← Archive

AI Daily — April 21, 2026

2026-04-21

rss.arxiv.org

BASIS: Decoupling Activation Memory from Batch and Sequence Dimensions in Backprop

BASIS (Balanced Activation Sketching with Invariant Scalars) is a new backpropagation algorithm that breaks the O(L×BN) activation memory bottleneck by fully decoupling memory from batch and sequence dimensions while still propagating exact error signals (dX). This addresses a longstanding constraint that limits scaling of deep networks with long contexts or large batches.
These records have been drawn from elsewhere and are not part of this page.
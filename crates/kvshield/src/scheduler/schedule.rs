//! When a task fires

use std::fmt;
use std::str::FromStr;
use std::time::Duration;

use chrono::{DateTime, Datelike, NaiveTime, TimeDelta, Utc, Weekday};

use kvshield_core::{KvError, Result};

/// Recurrence of a scheduled task. Calendar schedules are in UTC.
#[derive(Debug, Clone, Copy, PartialEq, Eq)]
pub enum Schedule {
    /// Fixed period, first fire one period after registration
    Every(Duration),
    /// Once a day at `hour:minute`
    Daily { hour: u32, minute: u32 },
    /// Once a week on `weekday` at `hour:minute`
    Weekly {
        weekday: Weekday,
        hour: u32,
        minute: u32,
    },
}

impl Schedule {
    pub fn every(period: Duration) -> Self {
        Schedule::Every(period)
    }

    pub fn daily(hour: u32, minute: u32) -> Self {
        Schedule::Daily { hour, minute }
    }

    pub fn weekly(weekday: Weekday, hour: u32, minute: u32) -> Self {
        Schedule::Weekly {
            weekday,
            hour,
            minute,
        }
    }

    /// Reject zero periods and out-of-range times
    pub fn validate(&self) -> Result<()> {
        match *self {
            Schedule::Every(period) if period.is_zero() => Err(KvError::Validation(
                "schedule period must be non-zero".into(),
            )),
            Schedule::Daily { hour, minute } | Schedule::Weekly { hour, minute, .. } => {
                time_of_day(hour, minute).map(|_| ())
            }
            Schedule::Every(_) => Ok(()),
        }
    }

    /// First fire strictly after `now`
    pub fn next_after(&self, now: DateTime<Utc>) -> Result<DateTime<Utc>> {
        match *self {
            Schedule::Every(period) => TimeDelta::from_std(period)
                .ok()
                .and_then(|delta| now.checked_add_signed(delta))
                .ok_or_else(|| KvError::Validation(format!("schedule period {period:?} too large"))),
            Schedule::Daily { hour, minute } => {
                let at = time_of_day(hour, minute)?;
                let today = now.date_naive().and_time(at).and_utc();
                Ok(if today > now {
                    today
                } else {
                    today + TimeDelta::days(1)
                })
            }
            Schedule::Weekly {
                weekday,
                hour,
                minute,
            } => {
                let at = time_of_day(hour, minute)?;
                let days_ahead = (7 + weekday.num_days_from_monday()
                    - now.weekday().num_days_from_monday())
                    % 7;
                let candidate = (now.date_naive() + TimeDelta::days(i64::from(days_ahead)))
                    .and_time(at)
                    .and_utc();
                Ok(if candidate > now {
                    candidate
                } else {
                    candidate + TimeDelta::weeks(1)
                })
            }
        }
    }

    /// Wait from `now` until the next fire
    pub fn until_next(&self, now: DateTime<Utc>) -> Result<Duration> {
        if let Schedule::Every(period) = *self {
            return Ok(period);
        }
        let next = self.next_after(now)?;
        Ok((next - now).to_std().unwrap_or_default())
    }
}

fn time_of_day(hour: u32, minute: u32) -> Result<NaiveTime> {
    NaiveTime::from_hms_opt(hour, minute, 0)
        .ok_or_else(|| KvError::Validation(format!("invalid time of day {hour:02}:{minute:02}")))
}

fn parse_hhmm(s: &str) -> Result<(u32, u32)> {
    let invalid = || KvError::Validation(format!("expected HH:MM, got {s:?}"));
    let (h, m) = s.split_once(':').ok_or_else(invalid)?;
    let hour = h.parse().map_err(|_| invalid())?;
    let minute = m.parse().map_err(|_| invalid())?;
    time_of_day(hour, minute)?;
    Ok((hour, minute))
}

fn parse_period(s: &str) -> Result<Duration> {
    let invalid = || KvError::Validation(format!("expected a period like 30s, 5m or 2h, got {s:?}"));
    let split = s.find(|c: char| !c.is_ascii_digit()).ok_or_else(invalid)?;
    let (digits, unit) = s.split_at(split);
    let n: u64 = digits.parse().map_err(|_| invalid())?;
    let period = match unit {
        "ms" => Duration::from_millis(n),
        "s" => Duration::from_secs(n),
        "m" => Duration::from_secs(n.saturating_mul(60)),
        "h" => Duration::from_secs(n.saturating_mul(3600)),
        "d" => Duration::from_secs(n.saturating_mul(86400)),
        _ => return Err(invalid()),
    };
    Ok(period)
}

/// Parses `every 30s`, `daily 02:00` and `weekly sun 03:00`.
impl FromStr for Schedule {
    type Err = KvError;

    fn from_str(s: &str) -> Result<Self> {
        let parts: Vec<&str> = s.split_whitespace().collect();
        let schedule = match parts.as_slice() {
            ["every", period] => Schedule::Every(parse_period(period)?),
            ["daily", at] => {
                let (hour, minute) = parse_hhmm(at)?;
                Schedule::Daily { hour, minute }
            }
            ["weekly", day, at] => {
                let weekday = day
                    .parse::<Weekday>()
                    .map_err(|_| KvError::Validation(format!("unknown weekday {day:?}")))?;
                let (hour, minute) = parse_hhmm(at)?;
                Schedule::Weekly {
                    weekday,
                    hour,
                    minute,
                }
            }
            _ => return Err(KvError::Validation(format!("unrecognized schedule {s:?}"))),
        };
        schedule.validate()?;
        Ok(schedule)
    }
}

impl fmt::Display for Schedule {
    fn fmt(&self, f: &mut fmt::Formatter<'_>) -> fmt::Result {
        match self {
            Schedule::Every(period) => write!(f, "every {}ms", period.as_millis()),
            Schedule::Daily { hour, minute } => write!(f, "daily {hour:02}:{minute:02}"),
            Schedule::Weekly {
                weekday,
                hour,
                minute,
            } => write!(f, "weekly {weekday} {hour:02}:{minute:02}"),
        }
    }
}
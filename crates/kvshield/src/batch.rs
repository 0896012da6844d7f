//! Chunked concurrent processing with per-item error capture

use std::future::Future;
use std::sync::Arc;

use futures::future::join_all;
use tokio::time::Instant;

use kvshield_core::{BatchResult, Component, Event, EventSink, KvError, Outcome, Result, TracingSink};

/// Runs an async operation over a list of items, `concurrency` at a time.
///
/// Items are split into consecutive chunks. All items of a chunk run
/// concurrently and the next chunk starts once every item of the current one
/// has settled, so a single slow item holds back the whole chunk.
pub struct BatchProcessor<E = TracingSink>
where
    E: EventSink,
{
    name: String,
    sink: Arc<E>,
}

impl BatchProcessor<TracingSink> {
    pub fn new() -> Self {
        Self::with_sink(Arc::new(TracingSink::new()))
    }
}

impl Default for BatchProcessor<TracingSink> {
    fn default() -> Self {
        Self::new()
    }
}

impl<E: EventSink> BatchProcessor<E> {
    pub fn with_sink(sink: Arc<E>) -> Self {
        Self {
            name: "batch".to_string(),
            sink,
        }
    }

    /// Label used as the subject of progress events
    pub fn named(mut self, name: impl Into<String>) -> Self {
        self.name = name.into();
        self
    }

    /// Apply `op` to every item.
    ///
    /// Item failures are collected in [`BatchResult::failed`] and never stop
    /// other items or later chunks. Fails only when `concurrency` is 0.
    pub async fn run<I, R, Er, F, Fut>(
        &self,
        items: Vec<I>,
        op: F,
        concurrency: usize,
    ) -> Result<BatchResult<I, R, Er>>
    where
        I: Clone,
        F: Fn(I) -> Fut,
        Fut: Future<Output = std::result::Result<R, Er>>,
    {
        if concurrency == 0 {
            return Err(KvError::Validation("batch concurrency must be at least 1".into()));
        }

        let started = Instant::now();
        let mut result = BatchResult::with_total(items.len());

        for chunk in items.chunks(concurrency) {
            let outcomes = join_all(chunk.iter().cloned().map(|item| {
                let fut = op(item.clone());
                async move { (item, fut.await) }
            }))
            .await;

            for (item, outcome) in outcomes {
                match outcome {
                    Ok(value) => result.record_success(item, value),
                    Err(error) => result.record_failure(item, error),
                }
            }

            let progress = format!(
                "{}/{} processed, {} ok, {} failed",
                result.processed(),
                result.total,
                result.successful.len(),
                result.failed.len()
            );
            self.sink.record(
                &Event::new(Component::Batch, "chunk", &self.name, Outcome::Success)
                    .duration(started.elapsed())
                    .count(result.processed() as u64)
                    .detail(&progress),
            );
        }

        let outcome = if result.all_succeeded() {
            Outcome::Success
        } else {
            Outcome::Failure
        };
        self.sink.record(
            &Event::new(Component::Batch, "run", &self.name, outcome)
                .duration(started.elapsed())
                .count(result.failed.len() as u64),
        );

        Ok(result)
    }
}

impl<E: EventSink> Clone for BatchProcessor<E> {
    fn clone(&self) -> Self {
        Self {
            name: self.name.clone(),
            sink: self.sink.clone(),
        }
    }
}
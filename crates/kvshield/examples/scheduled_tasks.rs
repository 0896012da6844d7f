use kvshield::prelude::*;
use std::sync::Arc;
use std::sync::atomic::{AtomicU32, Ordering};
use std::time::Duration;
use tracing::Level;
use tracing_subscriber::FmtSubscriber;

#[tokio::main]
async fn main() -> Result<()> {
    let subscriber = FmtSubscriber::builder()
        .with_max_level(Level::DEBUG)
        .with_target(false)
        .finish();
    tracing::subscriber::set_global_default(subscriber)
        .map_err(|e| KvError::Internal(e.to_string()))?;

    let store = Arc::new(MemoryStore::new(MemoryConfig::default()));
    let runner = TaskRunner::with_config(
        TaskRunnerConfig::default().retry_delay(Duration::from_secs(2)),
    );

    // Fails on its first run so the deferred retry is visible in the logs.
    let attempts = Arc::new(AtomicU32::new(0));
    let counter = attempts.clone();
    runner.register("cleanup", "every 3s".parse()?, move || {
        let counter = counter.clone();
        async move {
            if counter.fetch_add(1, Ordering::SeqCst) == 0 {
                return Err(TaskError::new("database not ready"));
            }
            println!("  cleanup ran");
            Ok(())
        }
    })?;

    // Recomputes user stats in bounded batches, each one retried with backoff.
    let batch_store = store.clone();
    runner.register("user-stats", Schedule::every(Duration::from_secs(5)), move || {
        let store = batch_store.clone();
        async move {
            let retry = RetryExecutor::new(RetryPolicy::new(2, Duration::from_millis(200)));
            let result: BatchResult<u32, (), KvError> = BatchProcessor::new()
                .named("user-stats")
                .run(
                    (1..=10).collect(),
                    |id: u32| {
                        let store = store.clone();
                        let retry = retry.clone();
                        async move {
                            let key = format!("stats:{id}");
                            retry.run(|| store.set(&key, b"42".to_vec(), None)).await
                        }
                    },
                    3,
                )
                .await
                .map_err(|e| TaskError::permanent(e.to_string()))?;
            println!("  stats: {}/{} users", result.successful.len(), result.total);
            Ok(())
        }
    })?;

    tokio::time::sleep(Duration::from_secs(12)).await;

    for status in runner.tasks() {
        println!(
            "{} ({}): runs={} failures={} skipped={}",
            status.name, status.schedule, status.runs, status.failures, status.skipped
        );
    }
    runner.shutdown().await;
    Ok(())
}
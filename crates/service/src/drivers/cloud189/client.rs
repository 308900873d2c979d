//! HTTP client for the Cloud 189 open API.
//!
//! Owns the per-account session keys: created on a successful login, replaced
//! atomically on re-login, dropped when an account is replaced or deleted.
//! Never global; tests construct isolated instances.

use std::collections::HashMap;
use std::time::Duration;

use parking_lot::RwLock;
use serde::de::DeserializeOwned;

use common::account::Account;
use common::error::DriverError;

use super::types::SessionResponse;

const API_BASE: &str = "https://cloud.189.cn/api/open";
const SESSION_URL: &str = "https://cloud.189.cn/v2/getUserBriefInfo.action";
const LOGIN_URL: &str = "https://open.e.189.cn/api/logbox/oauth2/loginSubmit.do";

#[derive(Debug, Clone, Copy, PartialEq, Eq)]
pub enum Method {
    Get,
    Post,
}

pub struct Cloud189Client {
    http: reqwest::Client,
    /// Separate client for download-link resolution: the vendor answers with
    /// a redirect we want to read, not follow.
    no_redirect: reqwest::Client,
    sessions: RwLock<HashMap<String, String>>,
}

impl Cloud189Client {
    pub fn new() -> Self {
        let timeout = Duration::from_secs(30);
        Self {
            http: reqwest::Client::builder()
                .timeout(timeout)
                .build()
                .expect("http client construction"),
            no_redirect: reqwest::Client::builder()
                .timeout(timeout)
                .redirect(reqwest::redirect::Policy::none())
                .build()
                .expect("http client construction"),
            sessions: RwLock::new(HashMap::new()),
        }
    }

    /// Authenticate and return a fresh session key. The stored session is
    /// replaced only on success; a failed login keeps the previous one.
    pub async fn login(&self, account: &Account) -> Result<String, DriverError> {
        let resp = self
            .http
            .post(LOGIN_URL)
            .form(&[
                ("userName", account.username.as_str()),
                ("password", account.password.as_str()),
            ])
            .send()
            .await?;
        if !resp.status().is_success() {
            return Err(DriverError::AuthFailed(format!(
                "login rejected with status {}",
                resp.status()
            )));
        }

        let session: SessionResponse = self
            .http
            .get(SESSION_URL)
            .send()
            .await?
            .json()
            .await?;
        if session.res_code != 0 || session.session_key.is_empty() {
            return Err(DriverError::AuthFailed(
                session
                    .res_message
                    .unwrap_or_else(|| "no session key issued".to_string()),
            ));
        }

        self.sessions
            .write()
            .insert(account.name.clone(), session.session_key.clone());
        Ok(session.session_key)
    }

    /// Bare HTTP client for endpoints outside the open API, like uploads.
    pub fn http(&self) -> &reqwest::Client {
        &self.http
    }

    pub fn drop_session(&self, account_name: &str) {
        self.sessions.write().remove(account_name);
    }

    fn session_key(&self, account: &Account) -> String {
        self.sessions
            .read()
            .get(&account.name)
            .cloned()
            .unwrap_or_else(|| account.drive_id.clone())
    }

    /// Call an API endpoint, re-authenticating once on an expired session.
    pub async fn request<T: DeserializeOwned>(
        &self,
        endpoint: &str,
        method: Method,
        query: &[(&str, &str)],
        form: &[(&str, &str)],
        account: &Account,
    ) -> Result<T, DriverError> {
        let url = format!("{}/{}", API_BASE, endpoint);
        match self.call(&url, method, query, form, account).await {
            Err(DriverError::Vendor(message)) if message.contains("InvalidSessionKey") => {
                tracing::debug!(account = %account.name, "session expired, re-authenticating");
                self.login(account).await?;
                self.call(&url, method, query, form, account).await
            }
            other => other,
        }
    }

    async fn call<T: DeserializeOwned>(
        &self,
        url: &str,
        method: Method,
        query: &[(&str, &str)],
        form: &[(&str, &str)],
        account: &Account,
    ) -> Result<T, DriverError> {
        let session_key = self.session_key(account);
        let mut query: Vec<(&str, &str)> = query.to_vec();
        query.push(("sessionKey", session_key.as_str()));

        let request = match method {
            Method::Get => self.http.get(url).query(&query),
            Method::Post => self.http.post(url).query(&query).form(form),
        };
        let resp = request.send().await?;
        if !resp.status().is_success() {
            return Err(DriverError::Vendor(format!(
                "{} answered {}",
                url,
                resp.status()
            )));
        }
        let body = resp.bytes().await?;
        let parsed: serde_json::Value = serde_json::from_slice(&body)?;
        let res_code = parsed.get("res_code").or_else(|| parsed.get("resCode"));
        if let Some(code) = res_code.and_then(|v| v.as_i64()) {
            if code != 0 {
                let message = parsed
                    .get("res_message")
                    .or_else(|| parsed.get("resMessage"))
                    .and_then(|v| v.as_str())
                    .unwrap_or("unknown vendor failure");
                return Err(DriverError::Vendor(format!("code {}: {}", code, message)));
            }
        }
        Ok(serde_json::from_value(parsed)?)
    }

    /// Resolve the final download URL, reading one redirect hop if present.
    pub async fn follow_download(&self, url: &str) -> Result<String, DriverError> {
        let resp = self.no_redirect.get(url).send().await?;
        if resp.status().is_redirection() {
            if let Some(location) = resp
                .headers()
                .get(http::header::LOCATION)
                .and_then(|v| v.to_str().ok())
            {
                return Ok(location.to_string());
            }
        }
        Ok(url.to_string())
    }
}

impl Default for Cloud189Client {
    fn default() -> Self {
        Self::new()
    }
}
If the claims hold up, this could have meaningful implications for training large models under memory-constrained regimes.

rss.arxiv.org

ETC: Scalable Concept Erasure for Text-to-Image Diffusion Models at Thousands of Concepts

Erasing Thousands of Concepts (ETC) presents a framework for removing undesirable or copyrighted content from text-to-image diffusion models at a scale previously impractical — existing methods top out around a few hundred concepts. The approach models low-rank concept distributions via a Student's t-distribution Mixture Model (tMM) to enable precise affine-based erasure without degrading generation quality. This is a meaningful advance for safety and compliance tooling around deployed generative models.

jack-clark.net

Import AI 454: Automating Alignment Research, Chinese Model Safety Study, Huawei HiFloat4

Jack Clark's latest Import AI covers three notable threads: progress on automating alignment research, a safety evaluation of a Chinese frontier model, and Huawei's HiFloat4 low-precision training format which reportedly outperforms MXFP4 on Ascend chips. The HiFloat4 result is a concrete signal that export controls are pushing Chinese hardware/software co-design in a distinct direction from Western ML infrastructure. The alignment automation angle is worth watching as labs explore using AI to accelerate safety research itself.